▶ **Required work**:
Pull every line with "self" from the entries below.

▬▬▬

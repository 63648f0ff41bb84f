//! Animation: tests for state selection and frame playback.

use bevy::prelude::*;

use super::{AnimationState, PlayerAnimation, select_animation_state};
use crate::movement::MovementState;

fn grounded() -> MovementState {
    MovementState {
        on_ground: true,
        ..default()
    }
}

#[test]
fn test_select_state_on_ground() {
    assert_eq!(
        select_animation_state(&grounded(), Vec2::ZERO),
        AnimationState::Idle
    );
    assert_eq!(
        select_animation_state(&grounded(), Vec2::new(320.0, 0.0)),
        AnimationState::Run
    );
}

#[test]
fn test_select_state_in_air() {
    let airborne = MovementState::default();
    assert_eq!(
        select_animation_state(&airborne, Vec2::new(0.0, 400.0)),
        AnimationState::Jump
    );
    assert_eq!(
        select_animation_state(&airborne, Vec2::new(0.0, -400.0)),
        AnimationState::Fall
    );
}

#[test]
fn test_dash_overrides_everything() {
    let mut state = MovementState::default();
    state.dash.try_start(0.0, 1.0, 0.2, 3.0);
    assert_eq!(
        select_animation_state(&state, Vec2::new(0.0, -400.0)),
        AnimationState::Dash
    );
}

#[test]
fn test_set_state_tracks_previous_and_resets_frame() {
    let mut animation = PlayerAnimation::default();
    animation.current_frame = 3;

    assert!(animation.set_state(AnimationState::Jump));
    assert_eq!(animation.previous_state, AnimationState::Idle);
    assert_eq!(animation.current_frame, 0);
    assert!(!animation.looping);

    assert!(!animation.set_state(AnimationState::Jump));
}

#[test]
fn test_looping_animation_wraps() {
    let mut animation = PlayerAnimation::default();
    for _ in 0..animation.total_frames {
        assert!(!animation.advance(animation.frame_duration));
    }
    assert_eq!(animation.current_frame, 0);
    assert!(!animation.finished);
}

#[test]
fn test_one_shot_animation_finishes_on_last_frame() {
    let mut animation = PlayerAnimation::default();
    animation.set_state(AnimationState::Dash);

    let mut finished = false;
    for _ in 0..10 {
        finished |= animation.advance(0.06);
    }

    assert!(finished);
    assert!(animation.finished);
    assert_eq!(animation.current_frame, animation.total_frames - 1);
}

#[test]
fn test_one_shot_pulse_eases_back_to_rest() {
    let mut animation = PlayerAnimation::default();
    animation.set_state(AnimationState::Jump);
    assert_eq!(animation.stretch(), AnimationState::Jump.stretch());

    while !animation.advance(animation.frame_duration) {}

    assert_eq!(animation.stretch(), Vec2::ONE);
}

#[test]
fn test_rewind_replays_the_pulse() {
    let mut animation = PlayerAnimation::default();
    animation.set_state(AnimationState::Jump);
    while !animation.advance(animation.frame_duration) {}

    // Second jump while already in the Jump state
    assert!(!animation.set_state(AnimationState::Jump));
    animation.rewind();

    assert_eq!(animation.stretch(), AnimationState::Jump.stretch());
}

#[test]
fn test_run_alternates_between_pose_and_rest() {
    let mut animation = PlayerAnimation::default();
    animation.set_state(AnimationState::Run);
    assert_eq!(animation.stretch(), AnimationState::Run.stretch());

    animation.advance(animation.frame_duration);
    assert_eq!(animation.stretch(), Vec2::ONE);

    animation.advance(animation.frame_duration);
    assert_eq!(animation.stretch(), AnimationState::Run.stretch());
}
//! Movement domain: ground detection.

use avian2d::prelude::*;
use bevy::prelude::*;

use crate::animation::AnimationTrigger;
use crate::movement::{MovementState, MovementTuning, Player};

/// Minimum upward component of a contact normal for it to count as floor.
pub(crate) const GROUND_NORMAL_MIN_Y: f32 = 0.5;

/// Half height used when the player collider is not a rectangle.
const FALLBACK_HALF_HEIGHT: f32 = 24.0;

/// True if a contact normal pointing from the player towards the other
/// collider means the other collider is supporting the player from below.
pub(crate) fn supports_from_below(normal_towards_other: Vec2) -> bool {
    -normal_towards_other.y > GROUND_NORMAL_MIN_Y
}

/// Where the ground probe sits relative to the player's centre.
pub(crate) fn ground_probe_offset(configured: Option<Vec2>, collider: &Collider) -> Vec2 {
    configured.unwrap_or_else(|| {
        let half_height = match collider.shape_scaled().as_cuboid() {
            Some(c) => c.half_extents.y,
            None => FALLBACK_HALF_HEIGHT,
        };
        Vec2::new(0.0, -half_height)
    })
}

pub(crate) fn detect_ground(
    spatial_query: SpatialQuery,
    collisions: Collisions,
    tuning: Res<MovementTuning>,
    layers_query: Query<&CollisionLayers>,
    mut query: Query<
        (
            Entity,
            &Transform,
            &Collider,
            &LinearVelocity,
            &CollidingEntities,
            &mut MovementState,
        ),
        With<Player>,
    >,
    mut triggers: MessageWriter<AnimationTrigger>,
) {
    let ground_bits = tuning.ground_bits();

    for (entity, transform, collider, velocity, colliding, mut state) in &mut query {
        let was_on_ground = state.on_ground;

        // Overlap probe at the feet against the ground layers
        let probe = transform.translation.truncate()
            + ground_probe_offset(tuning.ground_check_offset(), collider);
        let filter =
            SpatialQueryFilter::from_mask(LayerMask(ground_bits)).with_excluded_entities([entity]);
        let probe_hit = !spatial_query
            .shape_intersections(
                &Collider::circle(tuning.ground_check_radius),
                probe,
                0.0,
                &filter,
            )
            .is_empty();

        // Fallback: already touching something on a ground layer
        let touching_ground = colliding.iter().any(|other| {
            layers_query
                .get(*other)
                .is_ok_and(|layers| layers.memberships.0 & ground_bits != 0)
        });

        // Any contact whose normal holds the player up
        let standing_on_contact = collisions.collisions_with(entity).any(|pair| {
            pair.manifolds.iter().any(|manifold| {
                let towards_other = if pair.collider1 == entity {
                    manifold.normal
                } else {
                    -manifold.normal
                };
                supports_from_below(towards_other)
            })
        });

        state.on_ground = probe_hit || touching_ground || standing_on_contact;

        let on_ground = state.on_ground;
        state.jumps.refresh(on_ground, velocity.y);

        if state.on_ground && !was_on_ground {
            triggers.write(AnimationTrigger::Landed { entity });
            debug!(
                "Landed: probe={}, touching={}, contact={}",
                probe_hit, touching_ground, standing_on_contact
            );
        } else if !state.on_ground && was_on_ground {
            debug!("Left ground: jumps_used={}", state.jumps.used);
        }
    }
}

▬▬▬

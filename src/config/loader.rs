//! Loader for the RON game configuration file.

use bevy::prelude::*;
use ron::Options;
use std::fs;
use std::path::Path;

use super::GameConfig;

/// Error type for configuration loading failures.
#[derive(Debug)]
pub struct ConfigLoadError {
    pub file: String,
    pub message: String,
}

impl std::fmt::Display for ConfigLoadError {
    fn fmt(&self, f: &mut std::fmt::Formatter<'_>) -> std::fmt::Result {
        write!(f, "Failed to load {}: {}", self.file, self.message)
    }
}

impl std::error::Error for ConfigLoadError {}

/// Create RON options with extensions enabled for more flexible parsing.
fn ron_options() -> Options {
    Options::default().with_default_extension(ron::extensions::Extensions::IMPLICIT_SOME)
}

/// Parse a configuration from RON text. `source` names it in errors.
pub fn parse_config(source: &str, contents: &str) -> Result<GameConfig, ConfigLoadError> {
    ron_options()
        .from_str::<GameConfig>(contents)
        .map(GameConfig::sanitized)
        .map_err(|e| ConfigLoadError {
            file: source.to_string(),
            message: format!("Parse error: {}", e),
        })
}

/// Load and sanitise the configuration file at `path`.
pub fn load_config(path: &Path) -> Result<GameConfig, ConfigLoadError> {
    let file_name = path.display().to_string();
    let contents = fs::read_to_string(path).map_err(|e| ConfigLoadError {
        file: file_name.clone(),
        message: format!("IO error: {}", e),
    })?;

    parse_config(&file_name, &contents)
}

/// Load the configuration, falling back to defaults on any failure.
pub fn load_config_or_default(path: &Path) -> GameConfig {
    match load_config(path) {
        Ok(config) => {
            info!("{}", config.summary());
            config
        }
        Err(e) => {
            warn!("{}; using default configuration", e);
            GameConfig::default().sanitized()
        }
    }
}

▬▬▬

▶ **The answer**:
    fn fmt(&self, f: &mut std::fmt::Formatter<'_>) -> std::fmt::Result {
        write!(f, "Failed to load {}: {}", self.file, self.message)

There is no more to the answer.